The Craftwork coffee shops along Camp Bowie Boulevard and Magnolia Avenue won’t be called “Craftwork” for much longer.

Craftwork Coffee Co. — the Fort Worth-born brand that launched in 2016 and has recently begun shifting its business focus toward the hospitality industry — announced Monday it will sell its Camp Bowie and Magnolia stores to longtime team members, Katherine Morris and Joshua Tyer.

Tyer, the company’s director of coffee and head roaster, and wife Mary Hanna will take over the Camp Bowie location in mid-April. They’re renaming it Fort Worth Coffee Co., with plans to continue roasting for the shop as well as featuring guest roasters.

“We’re opening Fort Worth Coffee Co. because we love people, coffee, and this city,” Tyer said in a statement. “The core of our mission is to care for every person that walks through our doors with a great level of intentionality.”

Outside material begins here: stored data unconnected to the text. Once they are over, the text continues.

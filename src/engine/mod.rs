// ==========================================
// 通用数据交换引擎 - 核心算法层
// ==========================================
// 职责: 模式分类、扁平化双向转换、表头映射解析
// 红线: 本层为纯计算,不做 I/O,不依赖存储
// ==========================================

pub mod classifier;
pub mod flatten;
pub mod header_resolver;

// 重导出核心类型
pub use classifier::SchemaClassifier;
pub use flatten::FlatConverter;
pub use header_resolver::{normalize_header, HeaderResolver, ACTION_SKIP, CONTROL_ACTIONS};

Meanwhile, Morris, Craftwork’s director of operations, will take over the Magnolia shop starting in May. Magnolia, too, will operate under a new name — Cherry Coffee — and Morris also plans to launch a guest program that highlights female roasters.

“This is an opportunity to make my own mark in the small business community of Fort Worth, love our Magnolia and Near Southside neighbors, and support a team of wickedly talented baristas. I’m excited to have one shop, one team, and one concept to fully pour myself into,” Morris said. 

As for Craftwork, the brand will continue pursuing its new venture as Craftwork Hospitality Co., building cafés and also offering concierge services within apartment communities. The first of these concepts, Craftwork at The Cooper, opened last November inside The Cooper apartment complex at 1001 W. Rosedale Ave.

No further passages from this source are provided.